→ What you need to do:
Each line of the records below that includes "user" adds one to the count; state the final count by itself.

Collected data entries
==============================

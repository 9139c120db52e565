pub mod content_disposition;
pub mod label;

pub use content_disposition::attachment_filename;
pub use label::field_label;
use serde::{Deserialize, Serialize};
use std::fs;
use std::path::{Path, PathBuf};
use std::time::Duration;
use thiserror::Error;
use tracing::{debug, info, warn};

pub const SETTINGS_FILE: &str = "payables_uploader.json";
pub const PORT_FILE: &str = "logs/server_port.txt";
pub const URL_ENV_VAR: &str = "PAYABLES_UPLOADER_URL";
pub const DEFAULT_SERVER_URL: &str = "http://127.0.0.1:5000";

#[derive(Debug, Error)]
pub enum ConfigError {
    #[error("failed to read {path}: {source}")]
    Read {
        path: PathBuf,
        source: std::io::Error,
    },
    #[error("invalid settings in {path}: {source}")]
    Parse {
        path: PathBuf,
        source: serde_json::Error,
    },
}

/// Optional overrides read from the settings file.
#[derive(Debug, Default, Clone, Serialize, Deserialize, PartialEq, Eq)]
#[serde(default, deny_unknown_fields)]
pub struct Settings {
    pub server_url: Option<String>,
    pub reset_delay_ms: Option<u64>,
    pub download_dir: Option<PathBuf>,
}

#[derive(Debug, Clone, PartialEq, Eq)]
pub struct UploaderConfig {
    pub server_url: String,
    pub reset_delay: Duration,
    pub download_dir: PathBuf,
}

impl Default for UploaderConfig {
    fn default() -> Self {
        Self {
            server_url: DEFAULT_SERVER_URL.to_string(),
            reset_delay: crate::upload::DEFAULT_RESET_DELAY,
            download_dir: PathBuf::from("."),
        }
    }
}

impl UploaderConfig {
    /// Resolves the configuration relative to `base_dir`.
    ///
    /// The server URL comes from the environment override, then the settings
    /// file, then the port the local server advertised, then the default.
    pub fn load(base_dir: &Path) -> Self {
        let env_url = std::env::var(URL_ENV_VAR).ok();
        Self::load_with_override(base_dir, env_url)
    }

    /// Same as [`UploaderConfig::load`] with the environment override passed in.
    ///
    /// An unreadable settings file is logged and skipped; the override and
    /// the port file still apply.
    pub fn load_with_override(base_dir: &Path, env_url: Option<String>) -> Self {
        let settings = match Settings::from_file(&base_dir.join(SETTINGS_FILE)) {
            Ok(settings) => settings.unwrap_or_default(),
            Err(e) => {
                warn!("{}; ignoring settings file", e);
                Settings::default()
            }
        };
        let env_url = env_url.filter(|url| !url.trim().is_empty());
        Self::resolve(base_dir, settings, env_url)
    }

    fn resolve(base_dir: &Path, settings: Settings, env_url: Option<String>) -> Self {
        let defaults = Self::default();

        let server_url = env_url
            .or(settings.server_url)
            .or_else(|| read_server_port(&base_dir.join(PORT_FILE)).map(local_url))
            .unwrap_or(defaults.server_url);

        let config = Self {
            server_url: server_url.trim_end_matches('/').to_string(),
            reset_delay: settings
                .reset_delay_ms
                .map(Duration::from_millis)
                .unwrap_or(defaults.reset_delay),
            download_dir: settings
                .download_dir
                .unwrap_or_else(|| base_dir.to_path_buf()),
        };
        info!("Using server at {}", config.server_url);
        config
    }
}

impl Settings {
    pub fn from_file(path: &Path) -> Result<Option<Self>, ConfigError> {
        if !path.exists() {
            debug!("No settings file at {}", path.display());
            return Ok(None);
        }

        let content = fs::read_to_string(path).map_err(|source| ConfigError::Read {
            path: path.to_path_buf(),
            source,
        })?;
        let settings = serde_json::from_str(&content).map_err(|source| ConfigError::Parse {
            path: path.to_path_buf(),
            source,
        })?;
        Ok(Some(settings))
    }
}

/// Reads the port the server wrote on startup. Missing or garbled files yield `None`.
pub fn read_server_port(path: &Path) -> Option<u16> {
    let content = fs::read_to_string(path).ok()?;
    match content.trim().parse::<u16>() {
        Ok(port) if port != 0 => Some(port),
        _ => {
            warn!("Ignoring unreadable port file {}", path.display());
            None
        }
    }
}

fn local_url(port: u16) -> String {
    format!("http://127.0.0.1:{}", port)
}

#[cfg(test)]
mod tests {
    use super::*;
    use tempfile::tempdir;

    #[test]
    fn defaults_without_any_files() {
        let dir = tempdir().unwrap();
        let config = UploaderConfig::resolve(dir.path(), Settings::default(), None);
        assert_eq!(config.server_url, DEFAULT_SERVER_URL);
        assert_eq!(config.reset_delay, Duration::from_secs(2));
        assert_eq!(config.download_dir, dir.path());
    }

    #[test]
    fn port_file_points_at_local_server() {
        let dir = tempdir().unwrap();
        fs::create_dir_all(dir.path().join("logs")).unwrap();
        fs::write(dir.path().join(PORT_FILE), "5003\n").unwrap();

        let config = UploaderConfig::resolve(dir.path(), Settings::default(), None);
        assert_eq!(config.server_url, "http://127.0.0.1:5003");
    }

    #[test]
    fn garbled_port_file_is_ignored() {
        let dir = tempdir().unwrap();
        let path = dir.path().join("port.txt");
        fs::write(&path, "not a port").unwrap();
        assert_eq!(read_server_port(&path), None);
        assert_eq!(read_server_port(&dir.path().join("missing.txt")), None);
    }

    #[test]
    fn settings_file_overrides_port_file_and_env_overrides_both() {
        let dir = tempdir().unwrap();
        fs::create_dir_all(dir.path().join("logs")).unwrap();
        fs::write(dir.path().join(PORT_FILE), "5003").unwrap();
        fs::write(
            dir.path().join(SETTINGS_FILE),
            r#"{ "server_url": "http://reports.local:8080/", "reset_delay_ms": 500 }"#,
        )
        .unwrap();

        let settings = Settings::from_file(&dir.path().join(SETTINGS_FILE))
            .unwrap()
            .unwrap();
        let config = UploaderConfig::resolve(dir.path(), settings.clone(), None);
        assert_eq!(config.server_url, "http://reports.local:8080");
        assert_eq!(config.reset_delay, Duration::from_millis(500));

        let config = UploaderConfig::resolve(
            dir.path(),
            settings,
            Some("http://override:9000".to_string()),
        );
        assert_eq!(config.server_url, "http://override:9000");
    }

    #[test]
    fn broken_settings_file_keeps_port_file_and_override() {
        let dir = tempdir().unwrap();
        fs::create_dir_all(dir.path().join("logs")).unwrap();
        fs::write(dir.path().join(PORT_FILE), "5007").unwrap();
        fs::write(dir.path().join(SETTINGS_FILE), r#"{"server_ur":"x"}"#).unwrap();

        let config = UploaderConfig::load_with_override(dir.path(), None);
        assert_eq!(config.server_url, "http://127.0.0.1:5007");
        assert_eq!(config.reset_delay, Duration::from_secs(2));

        let config = UploaderConfig::load_with_override(
            dir.path(),
            Some("http://override:9000".to_string()),
        );
        assert_eq!(config.server_url, "http://override:9000");
    }

    #[test]
    fn blank_override_is_ignored() {
        let dir = tempdir().unwrap();
        let config = UploaderConfig::load_with_override(dir.path(), Some("  ".to_string()));
        assert_eq!(config.server_url, DEFAULT_SERVER_URL);
    }

    #[test]
    fn unknown_settings_are_rejected() {
        let dir = tempdir().unwrap();
        let path = dir.path().join(SETTINGS_FILE);
        fs::write(&path, r#"{ "server": "x" }"#).unwrap();
        assert!(matches!(
            Settings::from_file(&path),
            Err(ConfigError::Parse { .. })
        ));
    }
}
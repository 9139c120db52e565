use super::error::{UploadError, FOLDER_FALLBACK};
use super::types::SelectedFile;
use crate::utils::attachment_filename;
use async_trait::async_trait;
use reqwest::multipart::{Form, Part};
use reqwest::{header, Client, Response};
use std::path::{Path, PathBuf};
use tracing::{debug, error, info, warn};

const UPLOAD_PATH: &str = "/upload";
const PROCESS_PATH: &str = "/process";
const OPEN_FOLDER_PATH: &str = "/open-folder";
const HEALTH_PATH: &str = "/health";
const REPORT_PATH: &str = "/download/final_report";
const REPORT_FALLBACK_NAME: &str = "final_report.xlsx";

/// The server calls the upload workflow depends on.
#[async_trait]
pub trait UploadBackend: Send + Sync {
    /// Sends one workbook tagged with its file type. Resolves to the response text.
    async fn upload_file(&self, file: &SelectedFile) -> Result<String, UploadError>;

    /// Asks the server to build the report from the uploaded workbooks.
    async fn process_files(&self) -> Result<String, UploadError>;

    /// Asks the server to reveal its output folder.
    async fn open_processed_folder(&self) -> Result<String, UploadError>;
}

#[derive(Clone)]
pub struct HttpBackend {
    client: Client,
    base_url: String,
}

impl HttpBackend {
    pub fn new(base_url: impl Into<String>) -> Self {
        Self::with_client(Client::new(), base_url)
    }

    pub fn with_client(client: Client, base_url: impl Into<String>) -> Self {
        let base_url = base_url.into().trim_end_matches('/').to_string();
        Self { client, base_url }
    }

    pub fn base_url(&self) -> &str {
        &self.base_url
    }

    fn url(&self, path: &str) -> String {
        format!("{}{}", self.base_url, path)
    }

    /// Returns the server's health text, or the reason it could not be reached.
    pub async fn health_check(&self) -> Result<String, UploadError> {
        let health_error = |detail: String| UploadError::Health { detail };

        let response = self
            .client
            .get(self.url(HEALTH_PATH))
            .send()
            .await
            .map_err(|e| health_error(format!("Server unreachable: {}", e)))?;

        let status = response.status();
        if !status.is_success() {
            warn!("Health check failed with status: {}", status);
            return Err(health_error(format!(
                "Health check failed with status: {}",
                status
            )));
        }
        response
            .text()
            .await
            .map_err(|e| health_error(format!("Failed to read health response: {}", e)))
    }

    /// Saves the newest report into `dest_dir` and returns where it landed.
    pub async fn download_final_report(&self, dest_dir: &Path) -> Result<PathBuf, UploadError> {
        let report_error = |detail: String| UploadError::Report { detail };

        let response = self
            .client
            .get(self.url(REPORT_PATH))
            .send()
            .await
            .map_err(|e| report_error(format!("Failed to download report: {}", e)))?;

        let status = response.status();
        if !status.is_success() {
            let body = response.text().await.unwrap_or_default();
            warn!("Report download failed with status {}: {}", status, body);
            let detail = if body.is_empty() {
                format!("Report download failed with status: {}", status)
            } else {
                body
            };
            return Err(report_error(detail));
        }

        let file_name = response
            .headers()
            .get(header::CONTENT_DISPOSITION)
            .and_then(|value| value.to_str().ok())
            .and_then(attachment_filename)
            .unwrap_or_else(|| REPORT_FALLBACK_NAME.to_string());

        let bytes = response
            .bytes()
            .await
            .map_err(|e| report_error(format!("Failed to read report: {}", e)))?;

        tokio::fs::create_dir_all(dest_dir)
            .await
            .map_err(|e| report_error(format!("Failed to create {}: {}", dest_dir.display(), e)))?;

        let target = dest_dir.join(file_name);
        tokio::fs::write(&target, &bytes)
            .await
            .map_err(|e| report_error(format!("Failed to save {}: {}", target.display(), e)))?;

        info!("Saved final report ({} bytes) to {}", bytes.len(), target.display());
        Ok(target)
    }

    async fn send_upload(&self, file: &SelectedFile) -> Result<Response, String> {
        let content = tokio::fs::read(&file.path)
            .await
            .map_err(|e| format!("Failed to read {}: {}", file.path.display(), e))?;

        debug!(
            "Read {} bytes from {} for {}",
            content.len(),
            file.path.display(),
            file.file_type
        );

        let part = Part::bytes(content).file_name(file.name.clone());
        let form = Form::new()
            .part("file", part)
            .text("file_type", file.file_type.as_str());

        self.client
            .post(self.url(UPLOAD_PATH))
            .multipart(form)
            .send()
            .await
            .map_err(|e| format!("Failed to send request: {}", e))
    }
}

#[async_trait]
impl UploadBackend for HttpBackend {
    async fn upload_file(&self, file: &SelectedFile) -> Result<String, UploadError> {
        info!("Uploading {} as {}", file.name, file.file_type);
        let failed = || UploadError::Upload {
            file_type: file.file_type,
        };

        let response = self.send_upload(file).await.map_err(|e| {
            error!("Upload of {} failed: {}", file.name, e);
            failed()
        })?;

        let status = response.status();
        if !status.is_success() {
            // The server's explanation is only logged; the user sees the generic message.
            let body = response.text().await.unwrap_or_default();
            error!(
                "Upload of {} failed with status {}: {}",
                file.name, status, body
            );
            return Err(failed());
        }

        let body = response.text().await.map_err(|e| {
            error!("Failed to read upload response for {}: {}", file.name, e);
            failed()
        })?;
        info!("Uploaded {}: {}", file.name, body);
        Ok(body)
    }

    async fn process_files(&self) -> Result<String, UploadError> {
        info!("Requesting processing of uploaded files");
        let response = self
            .client
            .post(self.url(PROCESS_PATH))
            .send()
            .await
            .map_err(|e| {
                error!("Processing request failed: {}", e);
                UploadError::process(e.to_string())
            })?;

        let status = response.status();
        let body = response.text().await;

        if !status.is_success() {
            let body = body.unwrap_or_default();
            error!("Processing failed with status {}: {}", status, body);
            return Err(UploadError::process(body));
        }

        let body = body.map_err(|e| UploadError::process(e.to_string()))?;
        info!("Processing finished: {}", body);
        Ok(body)
    }

    async fn open_processed_folder(&self) -> Result<String, UploadError> {
        let response = self
            .client
            .get(self.url(OPEN_FOLDER_PATH))
            .send()
            .await
            .map_err(|e| {
                warn!("Open folder request failed: {}", e);
                UploadError::Folder {
                    detail: e.to_string(),
                }
            })?;

        let status = response.status();
        if !status.is_success() {
            warn!("Open folder failed with status: {}", status);
            return Err(UploadError::Folder {
                detail: FOLDER_FALLBACK.to_string(),
            });
        }

        response.text().await.map_err(|e| UploadError::Folder {
            detail: e.to_string(),
        })
    }
}
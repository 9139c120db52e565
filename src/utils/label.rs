/// Turns a camel-cased picker identifier into the label shown to the user,
/// e.g. `accountPayables` becomes `account payables`.
///
/// A space is inserted before every uppercase letter and the result is
/// lowercased.
pub fn field_label(identifier: &str) -> String {
    let mut label = String::with_capacity(identifier.len() + 4);
    for ch in identifier.chars() {
        if ch.is_ascii_uppercase() {
            label.push(' ');
        }
        label.push(ch.to_ascii_lowercase());
    }
    label
}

==============================

→ Finished task:
2